You are so brave Melinda.
I don't have a demand just a request that she accepts me without being disgusted with me.
Years ago I told my wife of my feminine desires. While she let me partake to a certain extent, never around her, whenever I just mentioned something from a feminine perspective there was just disgust coming from her. So for many years I more or less suppressed my desires. Oh, from time to time I would put something feminine on, but not for any real length of time. I felt embarrassed that my wife would find out. But just recently I started dressing a little more in earnest. I've been going out of my comfort zone some. Lately I've bought makeup, panties and stockings. It has made me happy. My wife was out of town for several days and I spent those days doing "Girl Time." I was actually smiling more.

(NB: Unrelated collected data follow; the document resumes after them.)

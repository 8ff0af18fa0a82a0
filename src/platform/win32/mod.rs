// ── Win32 platform implementation ─────────────────────────────────────────────
//
// This is the only module in the codebase where `unsafe` code is permitted.
// Every `unsafe` block MUST carry a `// SAFETY:` comment that states:
//   • which invariant makes the operation sound, and
//   • what the caller is responsible for maintaining.
//
// Nothing in this module is `pub` beyond what callers genuinely need; keep the
// unsafe surface as small as possible.

#![allow(unsafe_code)]

use windows::Win32::Foundation::GetLastError;

use crate::error::{hresult_from_win32, SplashError};

// ── Sub-modules ───────────────────────────────────────────────────────────────

pub mod dialogs; // error alert and system message text
pub mod dpi; // per-monitor DPI and work-area lookup
pub mod resources; // configuration record and bitmap resources
pub mod window; // splash window class, WndProc, message loop

pub use resources::GdiBitmap;
pub use window::{Win32Platform, WindowHandle};

// ── Error helpers ─────────────────────────────────────────────────────────────

/// Capture the current Win32 last-error code and wrap it in a `SplashError`.
///
/// Call immediately after a Win32 function that signals failure: `GetLastError`
/// reads thread-local state that can be overwritten by any subsequent API call.
pub(crate) fn last_error(function: &'static str) -> SplashError {
    // SAFETY: GetLastError reads thread-local state set by the last Win32 call.
    // It is always safe to call and never fails.
    let code = unsafe { GetLastError() };
    SplashError::Win32 {
        function,
        code: hresult_from_win32(code.0 as i32),
    }
}

/// Name a `windows::core::Error` after the function that produced it.
pub(crate) fn win32_error(function: &'static str, e: windows::core::Error) -> SplashError {
    SplashError::Win32 {
        function,
        code: e.code().0 as u32,
    }
}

Sorry about all the negativity. But the last few months has shown me I can't live without Liara. So I am going to work as hard as I can to get my wife to come around. I have no doubt that it will take awhile, so until I get her on board I will have "Girl Time" in secret. I'm not sad or embarrassed about my passion anymore, I am actually so happy that I decided to get on with my feminine life. I'm also happy I found CDH. It makes me feel so good to express myself to someone.
Thanks Girls
Liara
PS Sorry for the long rant
1. stop moving the goal posts. one day dressing seems to be fine and the next day it is not.
2. don't become automatically defensive when we have a conversation about crossdressing.
3. don't be passive aggressive about crossdressing. We can't move forward without talking about it.
Interesting points, Bettylou. I guess wives tend to see it as a challenge to their turf and many want to retain membership in the group called normal. It is very freeing once you can quit the group.
It’s a tough way to go through life. I am curious about your wife not being attracted to you, yet not wanting to leave. There has to be something about you that she loves. Good luck working it out! Hugs!